The front of his wooded lot was a disaster, and it was on the property as you drove in.  

We, of course, could not ask him to clean it up... (not only legally, but we felt it was not the right thing to do- it's his property, we have no right to ask him to clean it up- it's his business.)

So, we asked if we could have our landscape crew clean his stuff up.  He was thrilled- he got free work done, and the neighbors were happy with it as well.  Win win.


----------



## FishingAddict (Sep 3, 2010)

Miguel Cervantes said:


> "protect the substantial interest" is the catch phrase. It would be the responsibility of the HOA to show in a real world market value how the display of the flag is devaluing the property of the neighborhood as a whole. I bet, especially in this economy, they weren't prepared to find out that the appraisal process for property has been liberalized to a point that such items aren't even taken into consideration.



Yup, the burden of proof would be to prove that putting a flag up in the yard would diminish property values- if that were the issue.

That being said, it's not flying the flag that was the issue as I understand it. It was the pole he put up. He is allowed to fly the flag- he is not allowed to build a big giant pole in the yard with out making sure the ACC was ok with it.


----------



## Miguel Cervantes (Sep 3, 2010)

FishingAddict said:


> Yup, the burden of proof would be to prove that putting a flag up in the yard would diminish property values- if that were the issue.
> 
> That being said, it's not flying the flag that was the issue as I understand it. It was the pole he put up. He is allowed to fly the flag- he is not allowed to build a big giant pole in the yard with out making sure the ACC was ok with it.


 
If the ACC covenants did not specifically address flag poles then he has a good case. According to the suit they filed the wording was of unauthorized lawn ornaments / statuary, neither of which define a flag pole. We disussed the addition of a statuary clause in our covenants to prevent gaudy additions to front lawns but in the long run decided that it didn't adversly effect the overall value of the entire subdivision. Now we have a new neighbor that is a UGA fan and has a 4 ft. tall bulldawg made from a log with a chainsaw and painted up.... Dang high class dawg fans...


----------



## holton27596 (Sep 3, 2010)

I will never be in a HOA either. In 5 years our subdivision will be up for a vote on whether to have a HOA. ive already told the old bird across the road that it will never happen while I live here. (have not heard from her since.....)


----------



## K80 (Sep 3, 2010)

Miguel Cervantes said:


> "protect the substantial interest" is the catch phrase. It would be the responsibility of the HOA to show in a real world market value how the display of the flag is devaluing the property of the neighborhood as a whole. I bet, especially in this economy, they weren't prepared to find out that the appraisal process for property has been liberalized to a point that such items aren't even taken into consideration.

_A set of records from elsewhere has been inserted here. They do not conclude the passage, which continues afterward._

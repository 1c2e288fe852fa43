pub mod capability;
pub mod connector;
pub mod model_select;
pub mod providers;
pub mod scheduler;

pub use capability::{CapabilityDescriptor, CapabilityRegistry};
pub use connector::{Connector, ConnectorConfig, HttpConnector};
pub use model_select::{select_model, ModelChoice};
pub use providers::{HttpTextClassifier, HttpTts, MockStt, MockTts};
pub use scheduler::WorkPool;
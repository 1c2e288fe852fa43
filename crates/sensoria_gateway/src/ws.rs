//! `/ws/sync`: the push channel for manifest updates.
//!
//! Outbound frames flow through the subscriber's bounded outbox, so a
//! stalled client lags (drop-oldest) instead of blocking the hub. The
//! socket never closes on orchestration errors; they surface as `error`
//! frames.

use crate::state::AppState;
use axum::extract::ws::{Message, WebSocket, WebSocketUpgrade};
use axum::extract::State;
use axum::response::IntoResponse;
use futures_util::{SinkExt, StreamExt};
use sensoria_sync::PushFrame;
use serde_json::Value;

pub async fn ws_upgrade(ws: WebSocketUpgrade, State(state): State<AppState>) -> impl IntoResponse {
    ws.on_upgrade(move |socket| handle_sync_ws(socket, state))
}

async fn handle_sync_ws(socket: WebSocket, state: AppState) {
    let hub = state.sync.hub().clone();
    let (subscriber_id, outbox) = hub.subscribe().await;

    match state.sync.current_manifest().await {
        Ok(manifest) => {
            outbox
                .push(PushFrame::Welcome {
                    etag: manifest.etag,
                    file_count: manifest.file_count,
                })
                .await;
        }
        Err(e) => {
            outbox
                .push(PushFrame::Error {
                    kind: e.kind.as_str().to_string(),
                    message: e.message.clone(),
                })
                .await;
        }
    }

    let (mut ws_tx, mut ws_rx) = socket.split();

    // Writer: drain the outbox until it closes or the socket drops.
    let writer_outbox = outbox.clone();
    let writer = tokio::spawn(async move {
        while let Some(frame) = writer_outbox.pop().await {
            let json = serde_json::to_string(&frame).unwrap_or_default();
            if ws_tx.send(Message::Text(json.into())).await.is_err() {
                break;
            }
        }
    });

    // Reader: client pings and malformed input.
    while let Some(Ok(msg)) = ws_rx.next().await {
        match msg {
            Message::Text(text) => {
                let frame: Value = match serde_json::from_str(&text) {
                    Ok(v) => v,
                    Err(e) => {
                        outbox
                            .push(PushFrame::Error {
                                kind: "invalid_argument".to_string(),
                                message: format!("invalid JSON frame: {e}"),
                            })
                            .await;
                        continue;
                    }
                };
                match frame.get("type").and_then(Value::as_str) {
                    Some("ping") => outbox.push(PushFrame::Pong).await,
                    other => {
                        outbox
                            .push(PushFrame::Error {
                                kind: "invalid_argument".to_string(),
                                message: format!("unsupported frame type: {other:?}"),
                            })
                            .await;
                    }
                }
            }
            Message::Close(_) => break,
            // Protocol-level pings are answered by axum itself.
            _ => {}
        }
    }

    // Disconnect: reclaim the subscriber and stop the writer.
    hub.unsubscribe(subscriber_id).await;
    let _ = writer.await;
}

I love the way you put that...

If the market doesn't take it into consideration the appraiser doesn't take it into consideration....


----------



## Nicodemus (Sep 3, 2010)

With a farm right up against my back fence, and a plantation across the road, I don`t think I have to worry about stuff like that. They`re pullin` peanuts across the road as I type this. Fall harvestin`, I love it!


----------



## Miguel Cervantes (Sep 3, 2010)

K80 said:


> I love the way you put that...
> 
> If the market doesn't take it into consideration the appraiser doesn't take it into consideration....


 
It is a fact. Were you aware that finished basements, regardless of how many thousands were spent to complete them as part of the working household, are no longer considered under the new Mortgage & Lending laws? So I'm quite certain a flag pole garners no more attention either.


----------



## K80 (Sep 3, 2010)

Miguel Cervantes said:


> It is a fact. Were you aware that finished basements, regardless of how many thousands were spent to complete them as part of the working household, are no longer considered under the new Mortgage & Lending laws? So I'm quite certain a flag pole garners no more attention either.



No, no it is not a fact.  Without market support you can not adjust for a flag pole or the lack of.

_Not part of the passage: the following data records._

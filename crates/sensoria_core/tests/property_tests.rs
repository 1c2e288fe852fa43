//! Property-based tests for sensoria_core.
//!
//! Verifies ingress-clamping invariants over arbitrary inputs rather than
//! hand-picked examples.

use proptest::prelude::*;
use sensoria_core::{
    clamp01, lexicon, ArOverlay, EmotionLabel, EmotionReading, EmotionSource, HapticPattern,
    ProsodyPreset, Repeat, ScentRecipe,
};

proptest! {
    /// Every reading built from arbitrary floats lands in documented ranges.
    #[test]
    fn reading_fields_always_clamped(intensity in -10.0f32..10.0, confidence in -10.0f32..10.0) {
        let r = EmotionReading::new(
            EmotionLabel::Happy,
            intensity,
            vec![],
            "",
            EmotionSource::Text,
            confidence,
        );
        prop_assert!((0.0..=1.0).contains(&r.intensity));
        prop_assert!((0.0..=1.0).contains(&r.confidence));
    }

    /// Prosody construction clamps into its per-field ranges.
    #[test]
    fn prosody_always_in_range(rate in -5.0f32..5.0, pitch in -5.0f32..5.0, volume in -5.0f32..5.0) {
        let p = ProsodyPreset::new("v", rate, pitch, volume);
        prop_assert!((0.5..=2.0).contains(&p.rate));
        prop_assert!((0.5..=1.5).contains(&p.pitch));
        prop_assert!((0.0..=1.2).contains(&p.volume));
    }

    /// Scaling any modality payload by any factor stays in [0, 1].
    #[test]
    fn scaled_payloads_stay_in_unit_interval(base in 0.0f32..=1.0, factor in -3.0f32..3.0) {
        let h = HapticPattern {
            name: "p".into(),
            intensity: base,
            frequency_hz: 100.0,
            duration_ms: 100,
            regions: vec![],
            repeat: Repeat::once(),
        };
        let s = ScentRecipe {
            name: "s".into(),
            notes: vec![],
            intensity: base,
            duration_seconds: 1,
        };
        let a = ArOverlay {
            kind: "k".into(),
            color_rgb: [0, 0, 0],
            opacity: base,
            animation: "none".into(),
            particles: 0,
        };
        prop_assert!((0.0..=1.0).contains(&h.scaled(factor).intensity));
        prop_assert!((0.0..=1.0).contains(&s.scaled(factor).intensity));
        prop_assert!((0.0..=1.0).contains(&a.scaled(factor).opacity));
    }

    /// The lexicon never panics and always yields clamped outputs, for any
    /// unicode input.
    #[test]
    fn lexicon_total_and_clamped(text in "\\PC*") {
        let r = lexicon::analyze(&text);
        prop_assert!((0.0..=1.0).contains(&r.intensity));
        prop_assert!((0.0..=1.0).contains(&r.confidence));
        prop_assert!(r.secondary.len() <= 3);
    }

    #[test]
    fn clamp01_is_idempotent(v in -100.0f32..100.0) {
        prop_assert_eq!(clamp01(clamp01(v)), clamp01(v));
    }
}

That sounds like a lending issue and not an appraisal issue.


----------



## Miguel Cervantes (Sep 3, 2010)

K80 said:


> That sounds like a lending issue and not an appraisal issue.


 
Regardless, it is part of the new appraisal practices which are dictated by the lending institutions.


----------



## DDD (Sep 3, 2010)

Bridge Mill and their pineapples.   Do they have a covenant against pineapples?  

I think not.


----------



## germag (Sep 3, 2010)

Miguel Cervantes said:


> If the ACC covenants did not specifically address flag poles then he has a good case. According to the suit they filed the wording was of unauthorized lawn ornaments / statuary, neither of which define a flag pole. We disussed the addition of a statuary clause in our covenants to prevent gaudy additions to front lawns but in the long run decided that it didn't adversly effect the overall value of the entire subdivision. Now we have a new neighbor that is a UGA fan and has a 4 ft. tall bulldawg made from a log with a chainsaw and painted up.... Dang high class dawg fans...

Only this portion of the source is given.